Overall, there were significant differences in error rates, with the most errors occurring for the mesoclitic items: F(2,94) = 17.611, p < 0.001. Conversely, for reaction times, the robust effect reflected faster responses for the mesoclitics: F(2,94) = 17.243, p < 0.001. Looking specifically at whether mesoclitics are more disruptive than clitics outside the word, the error data are supportive: F(1,47) = 24.701, p < 0.001. However, reflecting the speed–accuracy trade-off, the reaction time data show a significant advantage for the mesoclitics: F(1,47) = 18.965, p < 0.001.
The focused tests comparing proclitics to enclitics yield the same conflict between error rates and response times. Participants were a bit more accurate when the clitic preceded the word than when it followed – a marginal difference statistically: F(1,47) = 3.407, p = 0.071. But the response times showed the opposite pattern: F(1,47) = 15.371, p < 0.001. Given the conflicting results across the two measures, the data do not provide any clear evidence in favor of (or against) the CHH.
5.2. Experiment 5: Perception of EP nonce words – verification task
5.2.1. Materials and method
An experiment using nonce words was used for the same reason as in Udi – nonce items are more challenging and can reveal processing that may be difficult to see when people are dealing with familiar stimuli. The task was structured to be parallel to both Udi Experiment 2 and EP Experiment 4 and involved stimuli consisting of nonce verbs, real infinitive endings, real tenses, real subjects and real clitics. For example, the correctly constructed nonce item apitilaste- me consists of the nonce verb stem apitila- (from the nonce infinitive apitilar with the real infinitive ending -ar) and the real second-person singular perfect suffix -ste and occurs with the real first-person singular clitic -me. Grammatical stimuli were correctly structured, and an equal number of ungrammatical stimuli were incorrectly structured, with respect to morpheme positions. For example, the incorrectly structured *apitila-lha-ste has the real dative/accusative third-person singular feminine clitic lha in a position where no clitic occurs in EP – namely, between the stem and the perfect suffix. We made sure that no nonce forms violated the phonological norms of EP and that all were pronounceable.
Items that were incorrectly structured were made incorrect in the same ways real words were made incorrect for Experiment 4, by (i) placing the clitic incorrectly for the context, (ii) using the lo, la, los and las allomorphs of third-person clitics in contexts where they are inappropriate and (iii) inserting clitics in a position that is never possible in Portuguese – namely, between the stem and the r of the infinitive. The subjects of nonce verbs were balanced for person and number, and the clitics were balanced for person, number and case (dative or accusative).
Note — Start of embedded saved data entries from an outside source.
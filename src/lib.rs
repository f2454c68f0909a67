//! # BlockCache - A Decompressed-Block Cache for Columnar Read Paths
//!
//! BlockCache is the decompressed-block cache layer of a columnar storage
//! engine's read path. Readers serve logical byte ranges of a compressed
//! on-disk stream by consulting a shared cache of already-decompressed
//! blocks, falling back to disk I/O plus decompression on a miss and
//! publishing the fresh block back into the cache for future readers.
//!
//! ## Architecture
//!
//! The crate consists of several key components:
//!
//! - **BlockCache**: Shared, byte-budgeted LRU cache of decompressed blocks
//! - **CachedBlockReader**: Per-session reader with two-level seeking
//! - **Frame codec**: Checksummed, length-prefixed compressed frames
//! - **FileSource**: Lazily-opened seekable byte source with adaptive
//!   staging-buffer sizing
//!
//! ## Example Usage
//!
//! ```rust,no_run
//! use blockcache::{BlockCache, CachedBlockReader, ReaderOptions};
//! use std::sync::Arc;
//!
//! # fn main() -> Result<(), blockcache::Error> {
//! // One cache for the whole process, shared by all readers
//! let cache = Arc::new(BlockCache::new(64 * 1024 * 1024));
//!
//! let mut reader = CachedBlockReader::new(
//!     "part0/column.bin",
//!     Arc::clone(&cache),
//!     ReaderOptions::default(),
//! );
//!
//! // Jump to a frame and a position inside its decompressed payload
//! reader.seek(0, 128)?;
//!
//! let mut buf = vec![0u8; 4096];
//! let n = reader.read(&mut buf)?;
//! println!("read {} bytes, hit rate {:.2}", n, cache.stats().hit_rate());
//! # Ok(())
//! # }
//! ```

#![warn(missing_docs)]
#![warn(rust_2018_idioms)]

// Module declarations
pub mod cache;
pub mod config;
pub mod error;
pub mod frame;
pub mod reader;
pub mod source;

// Re-exports
pub use cache::{BlockCache, CacheKey, CacheStats, DecompressedBlock};
pub use config::{CompressionType, ReaderOptions, DEFAULT_BUFFER_SIZE};
pub use error::{Error, Result};
pub use reader::CachedBlockReader;
pub use source::FileSource;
These 144 correct and incorrect critical items are listed in Appendix J.
We accompanied these with 144 fillers, again using patterns that had not been used in constructing the critical items. Fillers again included intransitive verbs, verbs in the conditional and imperative, verbs with the n allomorphs (no, na, nos, nas) and verbs with the reflexive clitic se. (Intransitive nonce words have no accompanying clitics.) Incorrect fillers again were formed by changing the order of morphemes, placing clitics between morphemes of the verb where they never actually occur, or placing n allomorphs in positions in which these allomorphs never occur. A variety of subjects was used, as well as a variety of clitics. These items are listed in Appendix K. The method was as in Experiment 4.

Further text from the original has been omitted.